> **PROBLEM TO SOLVE**:
Please work out how many lines include the word "MessageContent" in the entries, and reply with only the count.

[Stored data entries]
******************************
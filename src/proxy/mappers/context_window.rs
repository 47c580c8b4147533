use crate::proxy::mappers::claude::models::{
    ClaudeRequest, ContentBlock, Message, MessageContent, SystemPrompt,
};
use tracing::{debug, info};

// Rough token estimate: ~4 ASCII chars or ~1.5 CJK chars per token. This is
// an estimate, not tokenizer output; budgets derived from it are approximate.
fn estimate_tokens_from_str(s: &str) -> u32 {
    if s.is_empty() {
        return 0;
    }
    let mut ascii_chars = 0u32;
    let mut unicode_chars = 0u32;
    for c in s.chars() {
        if c.is_ascii() {
            ascii_chars += 1;
        } else {
            unicode_chars += 1;
        }
    }
    let ascii_tokens = (ascii_chars as f32 / 4.0).ceil() as u32;
    let unicode_tokens = (unicode_chars as f32 / 1.5).ceil() as u32;
    ascii_tokens + unicode_tokens
}

const PER_MESSAGE_OVERHEAD: u32 = 4;

pub fn estimate_message_tokens(msg: &Message) -> u32 {
    let mut total = PER_MESSAGE_OVERHEAD;
    match &msg.content {
        MessageContent::String(s) => total += estimate_tokens_from_str(s),
        MessageContent::Array(blocks) => {
            for block in blocks {
                match block {
                    ContentBlock::Text { text } => total += estimate_tokens_from_str(text),
                    ContentBlock::Thinking { thinking, .. } => {
                        total += estimate_tokens_from_str(thinking) + 100;
                    }
                    ContentBlock::RedactedThinking { data } => {
                        total += estimate_tokens_from_str(data);
                    }
                    ContentBlock::ToolUse { name, input, .. } => {
                        total += 20 + estimate_tokens_from_str(name);
                        if let Ok(json_str) = serde_json::to_string(input) {
                            total += estimate_tokens_from_str(&json_str);
                        }
                    }
                    ContentBlock::ToolResult { content, .. } => {
                        total += 10;
                        if let Some(s) = content.as_str() {
                            total += estimate_tokens_from_str(s);
                        } else if let Ok(s) = serde_json::to_string(content) {
                            total += estimate_tokens_from_str(&s);
                        }
                    }
                    ContentBlock::Image { .. } | ContentBlock::Document { .. } => {
                        total += 768;
                    }
                }
            }
        }
    }
    total
}

pub fn estimate_request_tokens(request: &ClaudeRequest) -> u32 {
    let mut total = 0;
    if let Some(system) = &request.system {
        match system {
            SystemPrompt::String(s) => total += estimate_tokens_from_str(s),
            SystemPrompt::Array(blocks) => {
                for block in blocks {
                    total += estimate_tokens_from_str(&block.text);
                }
            }
        }
    }
    for msg in &request.messages {
        total += estimate_message_tokens(msg);
    }
    if let Some(tools) = &request.tools {
        for tool in tools {
            if let Ok(json_str) = serde_json::to_string(tool) {
                total += estimate_tokens_from_str(&json_str);
            }
        }
    }
    total
}

fn message_has_tool_result(msg: &Message) -> bool {
    msg.has_tool_result()
}

fn message_has_tool_use(msg: &Message) -> bool {
    msg.has_tool_use()
}

// Trim the history to the token budget, newest first. A budget of zero
// disables truncation. Two rescues override the budget:
//  - a kept tool-result keeps the tool-call message immediately before it,
//  - a surviving assistant-first history gets its preceding user message back.
pub fn truncate_history(messages: &mut Vec<Message>, max_tokens: u32) {
    if max_tokens == 0 || messages.is_empty() {
        return;
    }

    let mut budget = max_tokens as i64;
    let mut cut = messages.len();
    for (i, msg) in messages.iter().enumerate().rev() {
        let cost = estimate_message_tokens(msg) as i64;
        if budget - cost < 0 && cut < messages.len() {
            break;
        }
        budget -= cost;
        cut = i;
        if budget <= 0 {
            break;
        }
    }

    if cut == 0 {
        return;
    }

    // Tool-call/tool-result pairing must survive the cut.
    while cut > 0
        && message_has_tool_result(&messages[cut])
        && message_has_tool_use(&messages[cut - 1])
    {
        debug!("[Truncation] Keeping tool-call message at {} over budget", cut - 1);
        cut -= 1;
    }

    let mut rescued_user: Option<Message> = None;
    if messages[cut].role == "assistant" {
        rescued_user = messages[..cut]
            .iter()
            .rev()
            .find(|m| m.role == "user")
            .cloned();
    }

    let dropped = cut;
    messages.drain(..cut);
    if let Some(user_msg) = rescued_user {
        messages.insert(0, user_msg);
    }
    info!(
        "[Truncation] Dropped {} message(s) to fit ~{} token budget",
        dropped, max_tokens
    );
}

#[cfg(test)]
mod tests {
    use super::*;
    use serde_json::json;

    fn user(text: &str) -> Message {
        Message::user_text(text.to_string())
    }

    fn assistant(text: &str) -> Message {
        Message::assistant_blocks(vec![ContentBlock::Text {
            text: text.to_string(),
        }])
    }

    fn tool_call(id: &str) -> Message {
        Message::assistant_blocks(vec![ContentBlock::ToolUse {
            id: id.to_string(),
            name: "t".to_string(),
            input: json!({}),
            signature: None,
        }])
    }

    fn tool_result(id: &str) -> Message {
        Message {
            role: "user".to_string(),
            content: MessageContent::Array(vec![ContentBlock::ToolResult {
                tool_use_id: id.to_string(),
                content: json!("done"),
                is_error: None,
            }]),
        }
    }

    #[test]
    fn zero_budget_disables_truncation() {
        let mut messages = vec![user(&"x".repeat(10_000)), assistant("ok")];
        truncate_history(&mut messages, 0);
        assert_eq!(messages.len(), 2);
    }

    #[test]
    fn oldest_messages_are_dropped_first() {
        let mut messages = vec![
            user(&"old ".repeat(400)),
            assistant(&"older answer ".repeat(400)),
            user("recent question"),
        ];
        truncate_history(&mut messages, 50);
        assert_eq!(messages.len(), 1);
        assert_eq!(messages[0].role, "user");
    }

    #[test]
    fn kept_tool_result_rescues_preceding_tool_call() {
        let mut messages = vec![
            user(&"pad ".repeat(500)),
            tool_call("T1"),
            tool_result("T1"),
            assistant("final"),
        ];
        // Budget roughly fits the last two messages only.
        truncate_history(&mut messages, 40);
        assert!(messages.iter().any(message_has_tool_use));
        let first_result = messages.iter().position(message_has_tool_result).unwrap();
        assert!(message_has_tool_use(&messages[first_result - 1]));
    }

    #[test]
    fn assistant_first_history_gets_user_prefix_back() {
        let mut messages = vec![
            user("the original task"),
            assistant(&"long answer ".repeat(300)),
            assistant("short follow-up"),
        ];
        truncate_history(&mut messages, 30);
        assert_eq!(messages[0].role, "user");
    }

    #[test]
    fn truncation_is_monotone_in_budget() {
        let build = || {
            vec![
                user(&"a ".repeat(100)),
                assistant(&"b ".repeat(100)),
                user(&"c ".repeat(100)),
                assistant(&"d ".repeat(100)),
                user("tail"),
            ]
        };

        let mut small = build();
        truncate_history(&mut small, 80);
        let mut large = build();
        truncate_history(&mut large, 200);

        assert!(large.len() >= small.len());
        // The smaller-budget result is a suffix of the larger one.
        let offset = large.len() - small.len();
        for (i, msg) in small.iter().enumerate() {
            let expected = &large[offset + i];
            assert_eq!(msg.role, expected.role);
        }
    }

    #[test]
    fn estimator_counts_tool_payloads() {
        let msg = tool_call("T1");
        assert!(estimate_message_tokens(&msg) > PER_MESSAGE_OVERHEAD);
    }
}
******************************
> **EXERCISE ANSWER**:
4